Bio
Pelé also goes by “Rap’s Revolutionary”, a nom de guerre he attributes to his grandfather’s revolutionary struggle against South Africa’s former Apartheid regime. His Grandfather, Ambition Muthle, was a South African freedom fighter and anti-Apartheid activist who was incarcerated on Robben Island for 15 years with the likes of Nelson Mandela and Walter Sisulu. Pelé’s song “Freedom Fighter” is a tribute to the unsung heroes of the anti-Apartheid movement and to the late Lucky Dube, South Africa’s legendary reggae artist who first came to prominence protesting the institutional racism of apartheid.
Pelé, too, speaks out against injustice wherever he finds it, be it in the halls of government or his own backyard. In 2004, his father Sydney Maree, an Olympic athlete and South African national hero, was wrongly convicted of fraud, the result of a vicious and politically motivated prosecution and is currently serving a 5 year sentence. This searing experience is captured in the song “No Respect,” from Pelé’s third album, The Verdict. A documentary about Sydney Maree is also being made by Pelé’s brother and documentarian, Daniel Maree.
Featuring Stic.Man of the politically oriented rap duo Dead Prez, “No Respect” finds Pelé illuminating: “My father’s naysayers say he tried to run off with company profits/ Now we facing major losses/ Couldn’t even tell you what four years in court cost us...You know I ain’t a killer/ But Pops needs an acquittal, and my youngest sister’s so little/ Growing up without a father/ I wanna bring her daddy back/ They trying to lock him up – naw, I ain’t having that.”
The Verdict’s first single, “Come With Me,” received widespread popularity on Johannesburg-based YFM 99.2 – South Africa’s most popular youth-culture station. The music video was shot in both Johannesburg and Durban, South Africa, a departure from the norm, “Come With Me” showcases the rare and untapped beauty that South Africa's nightlife and landscape have to offer. The second single from The Verdict, “Drumma Boy,” further demonstrates Pelé’s range, and jumped to #4 at YFM. “Twinkle” is another of Pelé’s hard-hitting tracks, debuting at #7 on YFM’s hip-hop countdown and moving further up on the charts to number 5.
Pelé was born in Philadelphia, PA and spent nearly 10 years there before his family moved to South Africa. His musical influences growing up were the distinctive tongue-twisting styles of East Coast rappers like Notorious B.I.G., Jay-Z, and Big Pun. But his smooth, sophisticated delivery has been equally influenced by the works of Marvin Gaye and Bobby Womack, two favorites of his American mother. Into this mix came his South African father’s idols: Miriam Makeba, Lucky Dube, Ladysmith Black Mambazo and Paul Simon.

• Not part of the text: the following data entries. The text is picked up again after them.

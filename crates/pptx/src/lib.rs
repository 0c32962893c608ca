//! PPTX (Office Open XML) backend: package writer, deck builder and a
//! read-back parser.
//!
//! A PPTX file is a ZIP archive of XML parts. The writer emits one slide
//! master, the built-in layouts, a theme and one part per slide.

pub mod builder;
pub mod parser;
mod parts;
mod relmap;
mod slide;
mod theme;
pub mod writer;
mod xml;

pub use builder::DeckBuilder;
pub use parser::PptxParser;
pub use writer::PptxWriter;
//! PDF text extraction backend.
//!
//! Loads PDF documents with `lopdf` and extracts text page by page.

pub mod extractor;

pub use extractor::PdfTextExtractor;
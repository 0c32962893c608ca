//! Thin helper over `quick_xml::Writer` for emitting OOXML parts.

use docgen_core::{Error, Result};
use quick_xml::events::{BytesDecl, BytesEnd, BytesStart, BytesText, Event};
use quick_xml::Writer;

pub(crate) const NS_MAIN: &str = "http://schemas.openxmlformats.org/presentationml/2006/main";
pub(crate) const NS_DRAWING: &str = "http://schemas.openxmlformats.org/drawingml/2006/main";
pub(crate) const NS_RELATIONSHIPS: &str =
    "http://schemas.openxmlformats.org/officeDocument/2006/relationships";

/// Namespace declarations shared by presentation, master, layout and slide parts.
pub(crate) const PML_NAMESPACES: [(&str, &str); 3] = [
    ("xmlns:a", NS_DRAWING),
    ("xmlns:r", NS_RELATIONSHIPS),
    ("xmlns:p", NS_MAIN),
];

/// Streaming XML writer producing a UTF-8 string.
pub(crate) struct XmlWriter {
    inner: Writer<Vec<u8>>,
}

impl XmlWriter {
    /// Create a writer and emit the standalone XML declaration.
    pub fn new() -> Result<Self> {
        let mut writer = Self {
            inner: Writer::new(Vec::with_capacity(4096)),
        };
        writer.event(Event::Decl(BytesDecl::new("1.0", Some("UTF-8"), Some("yes"))))?;
        Ok(writer)
    }

    fn event(&mut self, event: Event<'_>) -> Result<()> {
        self.inner
            .write_event(event)
            .map_err(|e| Error::XmlError(e.to_string()))
    }

    /// Open an element.
    pub fn start(&mut self, name: &str, attrs: &[(&str, &str)]) -> Result<()> {
        let element = BytesStart::new(name).with_attributes(attrs.iter().copied());
        self.event(Event::Start(element))
    }

    /// Write a self-closing element.
    pub fn empty(&mut self, name: &str, attrs: &[(&str, &str)]) -> Result<()> {
        let element = BytesStart::new(name).with_attributes(attrs.iter().copied());
        self.event(Event::Empty(element))
    }

    /// Close an element.
    pub fn end(&mut self, name: &str) -> Result<()> {
        self.event(Event::End(BytesEnd::new(name)))
    }

    /// Write escaped character data.
    pub fn text(&mut self, text: &str) -> Result<()> {
        if text.is_empty() {
            return Ok(());
        }
        self.event(Event::Text(BytesText::new(text)))
    }

    /// Write `<name attrs>text</name>`.
    pub fn text_element(&mut self, name: &str, attrs: &[(&str, &str)], text: &str) -> Result<()> {
        self.start(name, attrs)?;
        self.text(text)?;
        self.end(name)
    }

    /// Finish and return the document.
    pub fn finish(self) -> Result<String> {
        String::from_utf8(self.inner.into_inner())
            .map_err(|e| Error::XmlError(format!("Generated XML is not UTF-8: {}", e)))
    }
}

#[cfg(test)]
mod tests {
    use super::*;

    #[test]
    fn test_escapes_text_and_attributes() {
        let mut w = XmlWriter::new().unwrap();
        w.start("a:p", &[("name", "R&D \"x\"")]).unwrap();
        w.text_element("a:t", &[], "<Admin> & Officer").unwrap();
        w.end("a:p").unwrap();
        let xml = w.finish().unwrap();

        assert!(xml.starts_with(r#"<?xml version="1.0" encoding="UTF-8" standalone="yes"?>"#));
        assert!(xml.contains("&lt;Admin&gt; &amp; Officer"));
        assert!(xml.contains("R&amp;D &quot;x&quot;"));
    }

    #[test]
    fn test_empty_text_writes_nothing() {
        let mut w = XmlWriter::new().unwrap();
        w.text_element("a:t", &[], "").unwrap();
        let xml = w.finish().unwrap();
        assert!(xml.ends_with("<a:t></a:t>"));
    }

    #[test]
    fn test_keeps_emoji() {
        let mut w = XmlWriter::new().unwrap();
        w.text_element("a:t", &[], "🎯 Objective").unwrap();
        assert!(w.finish().unwrap().contains("🎯 Objective"));
    }
}
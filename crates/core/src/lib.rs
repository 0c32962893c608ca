//! Core error type, units, presentation object model and text report
//! formatting shared by the PDF dumper and the slide deck generator.

pub mod deck;
pub mod error;
pub mod report;
pub mod types;
pub mod units;

pub use deck::{
    Deck, Font, ImageKind, Paragraph, Picture, PlaceholderKind, RgbColor, Shape, Slide,
    SlideLayout, TextFrame, TextRun,
};
pub use error::{Error, Result};
pub use report::TextReportFormatter;
pub use types::{ExtractedSlide, PageText, PdfTextDump, SlideText};
pub use units::{Emu, Pt, Rect};
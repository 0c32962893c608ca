//! Error types for PDF text extraction and slide deck generation.

use thiserror::Error;

/// Result type alias using our Error type.
pub type Result<T> = std::result::Result<T, Error>;

/// Errors that can occur while reading PDFs or writing presentations.
#[derive(Error, Debug)]
pub enum Error {
    /// Failed to open, read or write a file. The io error is the source.
    #[error("Failed to access file")]
    IoError(#[from] std::io::Error),

    /// The PDF could not be loaded.
    #[error("PDF error: {0}")]
    PdfError(String),

    /// A slide was requested with a layout index the deck does not have.
    #[error("Unknown slide layout index {index} (deck has {available} layouts)")]
    UnknownLayout { index: usize, available: usize },

    /// A slide has no placeholder with the requested idx.
    #[error("Slide has no placeholder with idx {0}")]
    MissingPlaceholder(u32),

    /// An image could not be probed or has an unsupported format.
    #[error("Image error: {0}")]
    ImageError(String),

    /// Failed to parse a PPTX file structure.
    #[error("PPTX parsing error: {0}")]
    PptxParseError(String),

    /// ZIP archive error (for PPTX).
    #[error("ZIP error: {0}")]
    ZipError(String),

    /// XML reading or writing error (for PPTX).
    #[error("XML error: {0}")]
    XmlError(String),
}

#[cfg(test)]
mod tests {
    use super::*;
    use std::error::Error as _;
    use std::io;

    #[test]
    fn test_io_error_detail_lives_in_source_only() {
        let err = Error::from(io::Error::new(io::ErrorKind::NotFound, "disk gone"));
        assert_eq!(err.to_string(), "Failed to access file");
        let source = err.source().map(|s| s.to_string());
        assert_eq!(source.as_deref(), Some("disk gone"));
    }
}
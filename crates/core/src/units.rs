//! Length and font-size units used by the deck object model.

use serde::{Deserialize, Serialize};

/// EMUs per inch.
pub const EMU_PER_INCH: i64 = 914_400;

/// EMUs per typographic point.
pub const EMU_PER_POINT: i64 = 12_700;

/// A length in English Metric Units (1/914400 inch).
#[derive(Debug, Clone, Copy, PartialEq, Eq, PartialOrd, Ord, Hash, Default, Serialize, Deserialize)]
pub struct Emu(pub i64);

impl Emu {
    /// Convert inches to EMU, rounding to the nearest unit.
    pub fn from_inches(inches: f64) -> Self {
        Self((inches * EMU_PER_INCH as f64).round() as i64)
    }

    /// Convert points to EMU, rounding to the nearest unit.
    pub fn from_points(points: f64) -> Self {
        Self((points * EMU_PER_POINT as f64).round() as i64)
    }

    /// Raw EMU value.
    pub fn get(self) -> i64 {
        self.0
    }

    /// Value in inches.
    pub fn inches(self) -> f64 {
        self.0 as f64 / EMU_PER_INCH as f64
    }
}

/// A font size in points.
#[derive(Debug, Clone, Copy, PartialEq, PartialOrd, Default, Serialize, Deserialize)]
pub struct Pt(pub f64);

impl Pt {
    /// Size in hundredths of a point, as stored in DrawingML `sz` attributes.
    pub fn centipoints(self) -> u32 {
        (self.0 * 100.0).round().max(0.0) as u32
    }
}

/// An axis-aligned rectangle on a slide.
#[derive(Debug, Clone, Copy, PartialEq, Eq, Default, Serialize, Deserialize)]
pub struct Rect {
    pub left: Emu,
    pub top: Emu,
    pub width: Emu,
    pub height: Emu,
}

impl Rect {
    /// Create a rectangle from raw EMU values.
    pub const fn new(left: i64, top: i64, width: i64, height: i64) -> Self {
        Self {
            left: Emu(left),
            top: Emu(top),
            width: Emu(width),
            height: Emu(height),
        }
    }

    /// Create a rectangle from inch values.
    pub fn from_inches(left: f64, top: f64, width: f64, height: f64) -> Self {
        Self {
            left: Emu::from_inches(left),
            top: Emu::from_inches(top),
            width: Emu::from_inches(width),
            height: Emu::from_inches(height),
        }
    }
}

#[cfg(test)]
mod tests {
    use super::*;

    #[test]
    fn test_inches_to_emu() {
        assert_eq!(Emu::from_inches(10.0), Emu(9_144_000));
        assert_eq!(Emu::from_inches(7.5), Emu(6_858_000));
        assert_eq!(Emu::from_inches(1.5), Emu(1_371_600));
    }

    #[test]
    fn test_points() {
        assert_eq!(Emu::from_points(18.0), Emu(228_600));
        assert_eq!(Pt(18.0).centipoints(), 1800);
        assert_eq!(Pt(10.5).centipoints(), 1050);
    }

    #[test]
    fn test_rect_from_inches() {
        let rect = Rect::from_inches(1.0, 2.0, 8.0, 1.0);
        assert_eq!(rect, Rect::new(914_400, 1_828_800, 7_315_200, 914_400));
        assert_eq!(rect.width.inches(), 8.0);
    }
}
//! High-level slide composition on top of the deck model.

use crate::writer::PptxWriter;
use docgen_core::{Deck, Emu, Error, Font, ImageKind, Picture, Pt, Rect, Result, Slide};
use image::{ImageFormat, ImageReader};
use std::fs;
use std::io::Cursor;
use std::path::Path;

const TITLE_SLIDE_LAYOUT: usize = 0;
const CONTENT_SLIDE_LAYOUT: usize = 1;
const TITLE_ONLY_LAYOUT: usize = 5;

const BODY_PLACEHOLDER_IDX: u32 = 1;
const BULLET_FONT_SIZE: Pt = Pt(18.0);

/// Builds a deck slide by slide using the built-in layouts.
#[derive(Debug, Default)]
pub struct DeckBuilder {
    deck: Deck,
}

impl DeckBuilder {
    /// Create a builder for an empty 10 × 7.5 in deck.
    pub fn new() -> Self {
        Self::default()
    }

    /// Title slide with an optional subtitle line.
    ///
    /// The subtitle is only set when the layout provides a second placeholder.
    pub fn add_title_slide(&mut self, title: &str, subtitle: &str) -> Result<&mut Slide> {
        log::info!("Adding title slide: {}", title);
        let slide = self.deck.add_slide(TITLE_SLIDE_LAYOUT)?;
        set_title(slide, title)?;
        if slide.placeholder_count() > 1 {
            slide.placeholder_mut(BODY_PLACEHOLDER_IDX)?.set_text(subtitle);
        }
        Ok(slide)
    }

    /// Title and bulleted body, one level-0 paragraph per bullet at 18 pt.
    pub fn add_content_slide(&mut self, title: &str, bullets: &[&str]) -> Result<&mut Slide> {
        log::info!("Adding content slide: {} ({} bullets)", title, bullets.len());
        let slide = self.deck.add_slide(CONTENT_SLIDE_LAYOUT)?;
        set_title(slide, title)?;

        let body = slide.placeholder_mut(BODY_PLACEHOLDER_IDX)?;
        body.clear();
        for bullet in bullets {
            let paragraph = body.add_paragraph();
            paragraph.set_text(*bullet);
            paragraph.set_level(0);
            paragraph.font = Font {
                size: Some(BULLET_FONT_SIZE),
                ..Font::default()
            };
        }
        Ok(slide)
    }

    /// Title-only slide showing an image, or a notice when the file is missing.
    ///
    /// The picture sits at (1 in, 1.5 in) with a height of 5 in; its width
    /// keeps the image's native aspect ratio.
    pub fn add_image_slide(&mut self, title: &str, image_path: impl AsRef<Path>) -> Result<&mut Slide> {
        let image_path = image_path.as_ref();
        log::info!("Adding image slide: {}", title);
        let slide = self.deck.add_slide(TITLE_ONLY_LAYOUT)?;
        set_title(slide, title)?;

        if image_path.exists() {
            log::info!("Found image: {}", image_path.display());
            let picture = load_picture(image_path)?;
            slide.add_picture(picture);
        } else {
            log::warn!("Image not found: {}", image_path.display());
            slide
                .add_text_box(Rect::from_inches(1.0, 2.0, 8.0, 1.0))
                .set_text(&format!("Image not found: {}", image_path.display()));
        }
        Ok(slide)
    }

    /// Append a blank slide from any built-in layout for manual composition.
    pub fn add_slide(&mut self, layout_index: usize) -> Result<&mut Slide> {
        self.deck.add_slide(layout_index)
    }

    pub fn deck(&self) -> &Deck {
        &self.deck
    }

    pub fn into_deck(self) -> Deck {
        self.deck
    }

    /// Serialize the deck to an in-memory package.
    pub fn to_bytes(&self) -> Result<Vec<u8>> {
        PptxWriter::new().to_bytes(&self.deck)
    }

    /// Write the deck to `path`, creating parent directories as needed.
    pub fn save(&self, path: impl AsRef<Path>) -> Result<()> {
        PptxWriter::new().save(&self.deck, path)
    }
}

fn set_title(slide: &mut Slide, title: &str) -> Result<()> {
    match slide.title_mut() {
        Some(frame) => {
            frame.set_text(title);
            Ok(())
        }
        None => Err(Error::MissingPlaceholder(0)),
    }
}

fn load_picture(path: &Path) -> Result<Picture> {
    let data = fs::read(path)?;
    let image_error =
        |e: &dyn std::fmt::Display| Error::ImageError(format!("{}: {}", path.display(), e));

    let reader = ImageReader::new(Cursor::new(data.as_slice()))
        .with_guessed_format()
        .map_err(|e| image_error(&e))?;
    let kind = match reader.format() {
        Some(ImageFormat::Png) => ImageKind::Png,
        Some(ImageFormat::Jpeg) => ImageKind::Jpeg,
        Some(ImageFormat::Gif) => ImageKind::Gif,
        Some(ImageFormat::Bmp) => ImageKind::Bmp,
        Some(other) => return Err(image_error(&format!("unsupported image format {:?}", other))),
        None => return Err(image_error(&"unrecognized image format")),
    };

    let (width_px, height_px) = reader.into_dimensions().map_err(|e| image_error(&e))?;
    if width_px == 0 || height_px == 0 {
        return Err(Error::ImageError(format!("{}: image has no pixels", path.display())));
    }

    let height = Emu::from_inches(5.0);
    let width = Emu(height.get() * i64::from(width_px) / i64::from(height_px));
    log::debug!(
        "Embedding {} ({}x{} px) as {}x{} EMU",
        path.display(),
        width_px,
        height_px,
        width.get(),
        height.get()
    );

    let name = path
        .file_name()
        .map(|n| n.to_string_lossy().into_owned())
        .unwrap_or_default();

    Ok(Picture {
        name,
        data,
        kind,
        rect: Rect {
            left: Emu::from_inches(1.0),
            top: Emu::from_inches(1.5),
            width,
            height,
        },
    })
}
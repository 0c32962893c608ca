//! Reads a PPTX package back into per-slide text, links and picture counts.

use docgen_core::{Error, ExtractedSlide, Result};
use quick_xml::events::Event;
use quick_xml::Reader;
use std::collections::HashMap;
use std::io::{Read, Seek};
use zip::ZipArchive;

/// Parser for PPTX (Office Open XML) files.
pub struct PptxParser;

impl PptxParser {
    /// Create a new PPTX parser.
    pub fn new() -> Self {
        Self
    }

    /// Parse a PPTX package from a reader, returning its slides in order.
    pub fn parse<R: Read + Seek>(&self, reader: R) -> Result<Vec<ExtractedSlide>> {
        let mut archive = ZipArchive::new(reader)
            .map_err(|e| Error::ZipError(format!("Failed to open ZIP: {}", e)))?;

        let slide_order = self.get_slide_order(&mut archive)?;
        log::debug!("Package lists {} slides", slide_order.len());

        let mut slides = Vec::with_capacity(slide_order.len());
        for (idx, slide_path) in slide_order.iter().enumerate() {
            slides.push(self.parse_slide(&mut archive, slide_path, idx + 1)?);
        }
        Ok(slides)
    }

    /// Get the ordered list of slide paths from the presentation relationships.
    fn get_slide_order<R: Read + Seek>(&self, archive: &mut ZipArchive<R>) -> Result<Vec<String>> {
        let rels_content = self.read_file_from_archive(archive, "ppt/_rels/presentation.xml.rels")?;
        let mut slides: Vec<(String, Option<usize>)> = read_relationships(&rels_content)?
            .into_iter()
            .filter(|rel| rel.rel_type.ends_with("/slide"))
            .map(|rel| {
                // Relationship ids are assigned in slide order.
                let order = extract_slide_number(&rel.id).or_else(|| extract_slide_number(&rel.target));
                (resolve_target("ppt", &rel.target), order)
            })
            .collect();

        slides.sort_by(|a, b| match (a.1, b.1) {
            (Some(na), Some(nb)) => na.cmp(&nb),
            (Some(_), None) => std::cmp::Ordering::Less,
            (None, Some(_)) => std::cmp::Ordering::Greater,
            (None, None) => a.0.cmp(&b.0),
        });

        Ok(slides.into_iter().map(|(path, _)| path).collect())
    }

    /// Parse a single slide from the archive.
    fn parse_slide<R: Read + Seek>(
        &self,
        archive: &mut ZipArchive<R>,
        slide_path: &str,
        slide_number: usize,
    ) -> Result<ExtractedSlide> {
        let content = self.read_file_from_archive(archive, slide_path)?;
        let rels = match self.read_file_from_archive(archive, &rels_path_for(slide_path)) {
            Ok(xml) => read_relationships(&xml)?,
            Err(_) => Vec::new(),
        };
        let rel_targets: HashMap<&str, &Relationship> =
            rels.iter().map(|r| (r.id.as_str(), r)).collect();

        let mut slide = ExtractedSlide::new(slide_number);
        let contents = extract_slide_contents(&content)?;
        for text in contents.shape_texts {
            slide.add_line(text);
        }
        slide.picture_count = contents.picture_count;
        for rid in contents.hyperlink_ids {
            match rel_targets.get(rid.as_str()) {
                Some(rel) if !slide.hyperlinks.contains(&rel.target) => {
                    slide.hyperlinks.push(rel.target.clone())
                }
                Some(_) => {}
                None => log::warn!("{}: unresolved hyperlink relationship {}", slide_path, rid),
            }
        }

        let dir = slide_path.rsplit_once('/').map(|(d, _)| d).unwrap_or("");
        if let Some(layout) = rels.iter().find(|r| r.rel_type.ends_with("/slideLayout")) {
            let layout_path = resolve_target(dir, &layout.target);
            match self.read_file_from_archive(archive, &layout_path) {
                Ok(xml) => slide.layout_name = read_common_slide_name(&xml),
                Err(e) => log::warn!("{}: {}", slide_path, e),
            }
        }

        Ok(slide)
    }

    /// Read a file from the ZIP archive.
    fn read_file_from_archive<R: Read + Seek>(
        &self,
        archive: &mut ZipArchive<R>,
        path: &str,
    ) -> Result<String> {
        let mut file = archive
            .by_name(path)
            .map_err(|e| Error::ZipError(format!("File not found in archive '{}': {}", path, e)))?;

        let mut content = String::new();
        file.read_to_string(&mut content)
            .map_err(|e| Error::ZipError(format!("Failed to read '{}': {}", path, e)))?;

        Ok(content)
    }
}

impl Default for PptxParser {
    fn default() -> Self {
        Self::new()
    }
}

#[derive(Debug)]
struct Relationship {
    id: String,
    rel_type: String,
    target: String,
}

fn read_relationships(xml: &str) -> Result<Vec<Relationship>> {
    let mut rels = Vec::new();
    let mut reader = Reader::from_str(xml);
    reader.trim_text(true);

    loop {
        match reader.read_event() {
            Ok(Event::Empty(ref e)) | Ok(Event::Start(ref e))
                if e.name().as_ref() == b"Relationship" =>
            {
                let mut rel = Relationship {
                    id: String::new(),
                    rel_type: String::new(),
                    target: String::new(),
                };
                for attr in e.attributes().flatten() {
                    let value = String::from_utf8_lossy(&attr.value).to_string();
                    match attr.key.as_ref() {
                        b"Id" => rel.id = value,
                        b"Type" => rel.rel_type = value,
                        b"Target" => rel.target = unescape_attr(&value),
                        _ => {}
                    }
                }
                rels.push(rel);
            }
            Ok(Event::Eof) => break,
            Err(e) => {
                return Err(Error::XmlError(format!(
                    "Error parsing relationships: {}",
                    e
                )));
            }
            _ => {}
        }
    }

    Ok(rels)
}

/// What a slide part contains, in document order.
#[derive(Debug, Default)]
struct SlideContents {
    shape_texts: Vec<String>,
    hyperlink_ids: Vec<String>,
    picture_count: usize,
}

/// Walk a slide's shape tree.
///
/// Text is taken only from `a:t` elements and is not trimmed, so leading
/// spaces inside runs survive. Each shape with text yields one entry whose
/// paragraphs are joined with `\n`.
fn extract_slide_contents(xml_content: &str) -> Result<SlideContents> {
    let mut contents = SlideContents::default();
    let mut reader = Reader::from_str(xml_content);

    let mut in_shape = false;
    let mut in_run_text = false;
    let mut paragraphs: Vec<String> = Vec::new();

    loop {
        match reader.read_event() {
            Ok(Event::Start(ref e)) => match local_name(e.name().as_ref()) {
                b"sp" => {
                    in_shape = true;
                    paragraphs.clear();
                }
                b"pic" => contents.picture_count += 1,
                b"p" if in_shape => paragraphs.push(String::new()),
                b"t" => in_run_text = true,
                b"br" => push_line_break(&mut paragraphs),
                b"hlinkClick" => push_hyperlink_id(e, &mut contents),
                _ => {}
            },
            Ok(Event::Empty(ref e)) => match local_name(e.name().as_ref()) {
                b"p" if in_shape => paragraphs.push(String::new()),
                b"br" => push_line_break(&mut paragraphs),
                b"hlinkClick" => push_hyperlink_id(e, &mut contents),
                _ => {}
            },
            Ok(Event::Text(ref e)) if in_run_text => {
                let text = e
                    .unescape()
                    .map_err(|e| Error::XmlError(format!("Bad text in slide: {}", e)))?;
                if let Some(current) = paragraphs.last_mut() {
                    current.push_str(&text);
                }
            }
            Ok(Event::End(ref e)) => match local_name(e.name().as_ref()) {
                b"sp" => {
                    let text = paragraphs.join("\n");
                    if !text.trim().is_empty() {
                        contents.shape_texts.push(text);
                    }
                    paragraphs.clear();
                    in_shape = false;
                }
                b"t" => in_run_text = false,
                _ => {}
            },
            Ok(Event::Eof) => break,
            Err(e) => {
                return Err(Error::PptxParseError(format!(
                    "Error parsing slide XML at position {}: {}",
                    reader.buffer_position(),
                    e
                )));
            }
            _ => {}
        }
    }

    Ok(contents)
}

fn push_line_break(paragraphs: &mut [String]) {
    if let Some(current) = paragraphs.last_mut() {
        current.push('\n');
    }
}

fn push_hyperlink_id(e: &quick_xml::events::BytesStart<'_>, contents: &mut SlideContents) {
    for attr in e.attributes().flatten() {
        if local_name(attr.key.as_ref()) == b"id" {
            contents
                .hyperlink_ids
                .push(String::from_utf8_lossy(&attr.value).to_string());
        }
    }
}

/// The `name` attribute of `p:cSld`, which carries a layout's display name.
fn read_common_slide_name(xml: &str) -> Option<String> {
    let mut reader = Reader::from_str(xml);
    reader.trim_text(true);
    loop {
        match reader.read_event() {
            Ok(Event::Start(ref e)) | Ok(Event::Empty(ref e))
                if local_name(e.name().as_ref()) == b"cSld" =>
            {
                return e
                    .attributes()
                    .flatten()
                    .find(|a| a.key.as_ref() == b"name")
                    .map(|a| unescape_attr(&String::from_utf8_lossy(&a.value)));
            }
            Ok(Event::Eof) | Err(_) => return None,
            _ => {}
        }
    }
}

fn unescape_attr(value: &str) -> String {
    quick_xml::escape::unescape(value)
        .map(|v| v.into_owned())
        .unwrap_or_else(|_| value.to_string())
}

/// `ppt/slides/slide3.xml` -> `ppt/slides/_rels/slide3.xml.rels`.
fn rels_path_for(part_path: &str) -> String {
    match part_path.rsplit_once('/') {
        Some((dir, file)) => format!("{}/_rels/{}.rels", dir, file),
        None => format!("_rels/{}.rels", part_path),
    }
}

/// Resolve a relationship target against the directory of its source part.
fn resolve_target(base_dir: &str, target: &str) -> String {
    if let Some(absolute) = target.strip_prefix('/') {
        return absolute.to_string();
    }
    let mut segments: Vec<&str> = base_dir.split('/').filter(|s| !s.is_empty()).collect();
    for segment in target.split('/') {
        match segment {
            ".." => {
                segments.pop();
            }
            "." | "" => {}
            other => segments.push(other),
        }
    }
    segments.join("/")
}

/// Extract the local name from a potentially namespaced XML element name.
fn local_name(name: &[u8]) -> &[u8] {
    if let Some(pos) = name.iter().position(|&b| b == b':') {
        &name[pos + 1..]
    } else {
        name
    }
}

/// Extract a slide number from a string like "rId2" or "slide3.xml".
fn extract_slide_number(s: &str) -> Option<usize> {
    let s = s.trim_end_matches(".xml").trim_end_matches(".rels");

    let digits: String = s.chars().rev().take_while(|c| c.is_ascii_digit()).collect();
    if digits.is_empty() {
        return None;
    }
    let digits: String = digits.chars().rev().collect();
    digits.parse().ok()
}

Pelé gained his first foothold in the industry with his debut project, Back to the Roots. The mixtape was distributed through an old-school grassroots network that generated brisk street sales in Philadelphia, Washington D.C., Miami, and Los Angeles. The disc was warmly received and thus opened the door to 2007’s The Vyndication Vol. 1.
With The Verdict, he continues to assert his unique position astride two cultures and as such, to embody the 21st-century emergence of hip-hop as a multifaceted global force. At the same time, Pelé’s embrace of hip-hop as an agent of social change places him squarely in the tradition of rap pioneers like Public Enemy and KRS-One. His political insight and the insurgent tone he uses to express it, as much as his natural flow and vivid lyrical imagery, make Pelé an important artist and an MC to watch.